_What to do:_ Extract each line holding the word "needle" from the entries.

:: Source data

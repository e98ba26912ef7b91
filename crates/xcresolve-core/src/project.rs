//! The project model: a resolved Xcode project or workspace plus the
//! scheme/configuration selection logic built on top of the parsed
//! toolchain output.

use std::path::{Path, PathBuf};

use tracing::{error, info, warn};

use crate::env::EnvFlags;
use crate::listing::Listing;
use crate::settings::SettingsTable;
use crate::toolchain::ToolchainRunner;
use crate::types::{Error, Platform, ProductType, Prompter};

/// User-supplied configuration for a build container.
///
/// Exactly one of `project`/`workspace` may be given. `scheme` and
/// `configuration` start out as whatever the caller knows and are filled
/// in by resolution ([`Project::select_scheme`],
/// [`Project::default_build_settings`]).
#[derive(Debug, Clone, Default)]
pub struct ProjectOptions {
    pub project: Option<PathBuf>,
    pub workspace: Option<PathBuf>,
    pub scheme: Option<String>,
    pub configuration: Option<String>,
    /// Silence the toolchain's diagnostic stream during invocations.
    pub suppress_stderr: bool,
}

impl ProjectOptions {
    /// The project path, treating an empty path as not given.
    pub fn project_path(&self) -> Option<&Path> {
        self.project
            .as_deref()
            .filter(|p| !p.as_os_str().is_empty())
    }

    /// The workspace path, treating an empty path as not given.
    pub fn workspace_path(&self) -> Option<&Path> {
        self.workspace
            .as_deref()
            .filter(|p| !p.as_os_str().is_empty())
    }
}

/// A resolved Xcode project or workspace.
///
/// Owns the injected [`ToolchainRunner`] and memoizes one [`Listing`] and
/// one [`SettingsTable`] per instance: repeated queries never re-invoke
/// the toolchain, and callers needing fresh data construct a new model.
pub struct Project {
    options: ProjectOptions,
    path: PathBuf,
    is_workspace: bool,
    runner: Box<dyn ToolchainRunner>,
    listing: Option<Listing>,
    settings: Option<SettingsTable>,
}

impl Project {
    /// Validates the options and resolves the container path.
    ///
    /// Passing both a project and a workspace is a configuration error,
    /// checked before any path validation. The surviving path is made
    /// absolute and must exist as a directory (Xcode bundles are
    /// directories on disk).
    pub fn new(options: ProjectOptions, runner: Box<dyn ToolchainRunner>) -> Result<Self, Error> {
        if options.project_path().is_some() && options.workspace_path().is_some() {
            return Err(Error::Configuration(
                "you can only pass either a workspace or a project path, not both".to_string(),
            ));
        }

        let given = options
            .workspace_path()
            .or_else(|| options.project_path())
            .ok_or_else(|| {
                Error::Configuration("no project or workspace path given".to_string())
            })?;

        let path = std::path::absolute(given)?;
        if !path.is_dir() {
            return Err(Error::ProjectNotFound(path));
        }

        let is_workspace = options.workspace_path().is_some();
        Ok(Project {
            options,
            path,
            is_workspace,
            runner,
            listing: None,
            settings: None,
        })
    }

    pub fn path(&self) -> &Path {
        &self.path
    }

    pub fn is_workspace(&self) -> bool {
        self.is_workspace
    }

    pub fn options(&self) -> &ProjectOptions {
        &self.options
    }

    pub(crate) fn runner(&self) -> &dyn ToolchainRunner {
        self.runner.as_ref()
    }

    /// Container basename with its `.xcworkspace`/`.xcodeproj` suffix
    /// stripped.
    pub fn project_name(&self) -> String {
        let name = self
            .path
            .file_name()
            .map(|n| n.to_string_lossy().into_owned())
            .unwrap_or_default();
        let suffix = if self.is_workspace {
            ".xcworkspace"
        } else {
            ".xcodeproj"
        };
        match name.strip_suffix(suffix) {
            Some(stripped) => stripped.to_string(),
            None => name,
        }
    }

    pub fn schemes(&mut self) -> Result<&[String], Error> {
        Ok(&self.parsed_listing()?.schemes)
    }

    pub fn targets(&mut self) -> Result<&[String], Error> {
        Ok(&self.parsed_listing()?.targets)
    }

    pub fn configurations(&mut self) -> Result<&[String], Error> {
        Ok(&self.parsed_listing()?.configurations)
    }

    /// Resolves the scheme selection, filling `options.scheme`.
    ///
    /// A preset scheme is verified against the listing and cleared with a
    /// diagnostic when unknown. An unset selection then resolves by:
    /// exactly one scheme, auto-selected; several schemes narrowed to one
    /// by `preferred_to_include` (case-insensitive containment); the
    /// scheme matching the project name when automated selection is
    /// switched on; otherwise a hard error under CI, or an interactive
    /// choice. No schemes at all is fatal.
    pub fn select_scheme(
        &mut self,
        preferred_to_include: Option<&str>,
        env: &EnvFlags,
        prompter: &dyn Prompter,
    ) -> Result<String, Error> {
        if let Some(preset) = self.options.scheme.clone().filter(|s| !s.is_empty()) {
            if self.schemes()?.contains(&preset) {
                return Ok(preset);
            }
            error!("Couldn't find specified scheme '{preset}'.");
            self.options.scheme = None;
        }

        let schemes = self.schemes()?.to_vec();
        match schemes.len() {
            0 => {
                self.shared_scheme_guidance();
                Err(Error::NoSchemes)
            }
            1 => {
                self.options.scheme = Some(schemes[0].clone());
                Ok(schemes[0].clone())
            }
            _ => {
                if let Some(preferred) = preferred_to_include {
                    let needle = preferred.to_lowercase();
                    let matching: Vec<&String> = schemes
                        .iter()
                        .filter(|scheme| scheme.to_lowercase().contains(&needle))
                        .collect();
                    if matching.len() == 1 {
                        let chosen = matching[0].clone();
                        self.options.scheme = Some(chosen.clone());
                        return Ok(chosen);
                    }
                }

                let project_name = self.project_name();
                if env.automated_scheme_selection && schemes.contains(&project_name) {
                    info!("Using scheme matching project name ({project_name}).");
                    self.options.scheme = Some(project_name.clone());
                    return Ok(project_name);
                }

                if env.ci {
                    error!("Multiple schemes found but you haven't specified one.");
                    error!("Since this is a CI, please pass one using the `scheme` option");
                    self.shared_scheme_guidance();
                    return Err(Error::AmbiguousScheme);
                }

                let chosen = prompter.choose("Select Scheme:", &schemes)?;
                self.options.scheme = Some(chosen.clone());
                Ok(chosen)
            }
        }
    }

    fn shared_scheme_guidance(&self) {
        error!(
            "Couldn't find any schemes in this project, make sure the scheme is shared if you are using a workspace"
        );
        error!(
            "Open Xcode, click on `Manage Schemes` and check the `Shared` box for the schemes you want to use"
        );
        error!("Afterwards make sure to commit the changes into version control");
    }

    /// Best-effort build-setting lookup.
    ///
    /// `target` defaults to the first listed target. The settings table is
    /// computed lazily through the toolchain (at most once per model); a
    /// failing invocation propagates, but a missing target, missing key,
    /// or empty target list is a plain miss. With `optional == false` the
    /// miss is reported at error level - still returning `Ok(None)`, since
    /// metadata lookups must never abort a build.
    pub fn build_settings(
        &mut self,
        key: &str,
        target: Option<&str>,
        optional: bool,
    ) -> Result<Option<String>, Error> {
        let target = match target {
            Some(target) => Some(target.to_string()),
            None => self.targets()?.first().cloned(),
        };

        let table = self.parsed_settings()?;
        let value = target
            .as_deref()
            .and_then(|target| table.get(target))
            .and_then(|block| scan_block(block, key));

        if value.is_none() && !optional {
            error!("Could not fetch {key} from project settings");
        }
        Ok(value)
    }

    /// Like [`Self::build_settings`], but first defaults the scheme for
    /// workspaces, where the settings invocation is scoped by scheme.
    pub fn default_build_settings(
        &mut self,
        key: &str,
        optional: bool,
    ) -> Result<Option<String>, Error> {
        if self.is_workspace && self.options.scheme.is_none() {
            self.options.scheme = self.schemes()?.first().cloned();
        }
        self.build_settings(key, None, optional)
    }

    /// Bundle identifier of the default target, defaulting the scheme
    /// first.
    pub fn default_app_identifier(&mut self) -> Result<Option<String>, Error> {
        self.default_build_settings("PRODUCT_BUNDLE_IDENTIFIER", true)
    }

    /// Product name of the default target.
    pub fn default_app_name(&mut self) -> Result<Option<String>, Error> {
        if self.is_workspace {
            self.default_build_settings("PRODUCT_NAME", true)
        } else {
            Ok(Some(self.app_name()?))
        }
    }

    /// `WRAPPER_NAME` with the `WRAPPER_SUFFIX` removed, e.g.
    /// `Example.app` -> `Example`. Falls back to `"App"`.
    pub fn app_name(&mut self) -> Result<String, Error> {
        match self.build_settings("WRAPPER_NAME", None, true)? {
            Some(name) => match self.build_settings("WRAPPER_SUFFIX", None, true)? {
                Some(suffix) if !suffix.is_empty() => Ok(name.replace(&suffix, "")),
                _ => Ok(name),
            },
            None => Ok("App".to_string()),
        }
    }

    pub fn product_type(&mut self, target: Option<&str>) -> Result<Option<ProductType>, Error> {
        Ok(self
            .build_settings("PRODUCT_TYPE", target, true)?
            .and_then(|identifier| ProductType::from_identifier(&identifier)))
    }

    pub fn is_application(&mut self, target: Option<&str>) -> Result<bool, Error> {
        Ok(self.product_type(target)? == Some(ProductType::Application))
    }

    /// Unit-test or ui-testing bundle, judged by product type only.
    /// Signing-time test-target detection widens this check; see
    /// the signing module.
    pub fn is_test(&mut self, target: Option<&str>) -> Result<bool, Error> {
        Ok(self
            .product_type(target)?
            .is_some_and(|product| product.is_test_bundle()))
    }

    pub fn is_dynamic_library(&mut self) -> Result<bool, Error> {
        Ok(self.product_type(None)? == Some(ProductType::DynamicLibrary))
    }

    pub fn is_static_library(&mut self) -> Result<bool, Error> {
        Ok(self.product_type(None)? == Some(ProductType::StaticLibrary))
    }

    pub fn is_library(&mut self) -> Result<bool, Error> {
        Ok(self.is_static_library()? || self.is_dynamic_library()?)
    }

    pub fn is_framework(&mut self) -> Result<bool, Error> {
        Ok(self.product_type(None)? == Some(ProductType::Framework))
    }

    pub fn is_command_line_tool(&mut self) -> Result<bool, Error> {
        Ok(self.product_type(None)? == Some(ProductType::CommandLineTool))
    }

    /// Frameworks and libraries are built in place; everything else goes
    /// through an archive step.
    pub fn produces_archive(&mut self) -> Result<bool, Error> {
        Ok(!(self.is_framework()? || self.is_static_library()? || self.is_dynamic_library()?))
    }

    fn platform_name(&mut self) -> Result<Option<String>, Error> {
        self.build_settings("PLATFORM_NAME", None, true)
    }

    pub fn is_ios_app(&mut self) -> Result<bool, Error> {
        Ok(self.is_application(None)? && self.platform_name()?.as_deref() == Some("iphoneos"))
    }

    pub fn is_mac_app(&mut self) -> Result<bool, Error> {
        Ok(self.is_application(None)? && self.platform_name()?.as_deref() == Some("macosx"))
    }

    pub fn is_ios_framework(&mut self) -> Result<bool, Error> {
        Ok(self.is_framework()? && self.platform_name()?.as_deref() == Some("iphoneos"))
    }

    pub fn is_mac_framework(&mut self) -> Result<bool, Error> {
        Ok(self.is_framework()? && self.platform_name()?.as_deref() == Some("macosx"))
    }

    pub fn is_ios_library(&mut self) -> Result<bool, Error> {
        Ok(self.is_library()? && self.platform_name()?.as_deref() == Some("iphoneos"))
    }

    pub fn is_mac_library(&mut self) -> Result<bool, Error> {
        Ok(self.is_library()? && self.platform_name()?.as_deref() == Some("macosx"))
    }

    /// Platforms from `SUPPORTED_PLATFORMS`, deduplicated in first-seen
    /// order, unknown tokens dropped. An absent setting falls back to
    /// iOS-only with a warning; old project files simply do not carry it.
    pub fn supported_platforms(&mut self) -> Result<Vec<Platform>, Error> {
        let Some(raw) = self.build_settings("SUPPORTED_PLATFORMS", None, true)? else {
            warn!(
                "Could not read the \"SUPPORTED_PLATFORMS\" build setting, assuming that the project supports iOS only."
            );
            return Ok(vec![Platform::Ios]);
        };

        let mut platforms = Vec::new();
        for token in raw.split_whitespace() {
            if let Some(platform) = Platform::from_sdk_token(token) {
                if !platforms.contains(&platform) {
                    platforms.push(platform);
                }
            }
        }
        Ok(platforms)
    }

    pub fn supports_ios(&mut self) -> Result<bool, Error> {
        Ok(self.supported_platforms()?.contains(&Platform::Ios))
    }

    pub fn supports_mac(&mut self) -> Result<bool, Error> {
        Ok(self.supported_platforms()?.contains(&Platform::MacOs))
    }

    pub fn supports_tvos(&mut self) -> Result<bool, Error> {
        Ok(self.supported_platforms()?.contains(&Platform::TvOs))
    }

    pub fn supports_ios_or_tvos(&mut self) -> Result<bool, Error> {
        Ok(self.supports_ios()? || self.supports_tvos()?)
    }

    fn parsed_listing(&mut self) -> Result<&Listing, Error> {
        if self.listing.is_none() {
            let raw = self.runner.list(&self.options)?;
            self.listing = Some(Listing::parse(&raw));
        }
        Ok(self.listing.as_ref().unwrap())
    }

    fn parsed_settings(&mut self) -> Result<&SettingsTable, Error> {
        if self.settings.is_none() {
            let raw = self.runner.show_build_settings(&self.options)?;
            self.settings = Some(SettingsTable::parse(&raw));
        }
        Ok(self.settings.as_ref().unwrap())
    }
}

/// Finds `key` in a raw settings block: the line whose left-hand side of
/// the first ` = ` (trimmed) equals the key; the right-hand side is
/// returned trimmed.
fn scan_block(block: &str, key: &str) -> Option<String> {
    block.lines().find_map(|line| {
        let (lhs, rhs) = line.split_once(" = ")?;
        (lhs.trim() == key).then(|| rhs.trim().to_string())
    })
}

::::

_Solution for this exercise:_
                    let needle = preferred.to_lowercase();
                        .filter(|scheme| scheme.to_lowercase().contains(&needle))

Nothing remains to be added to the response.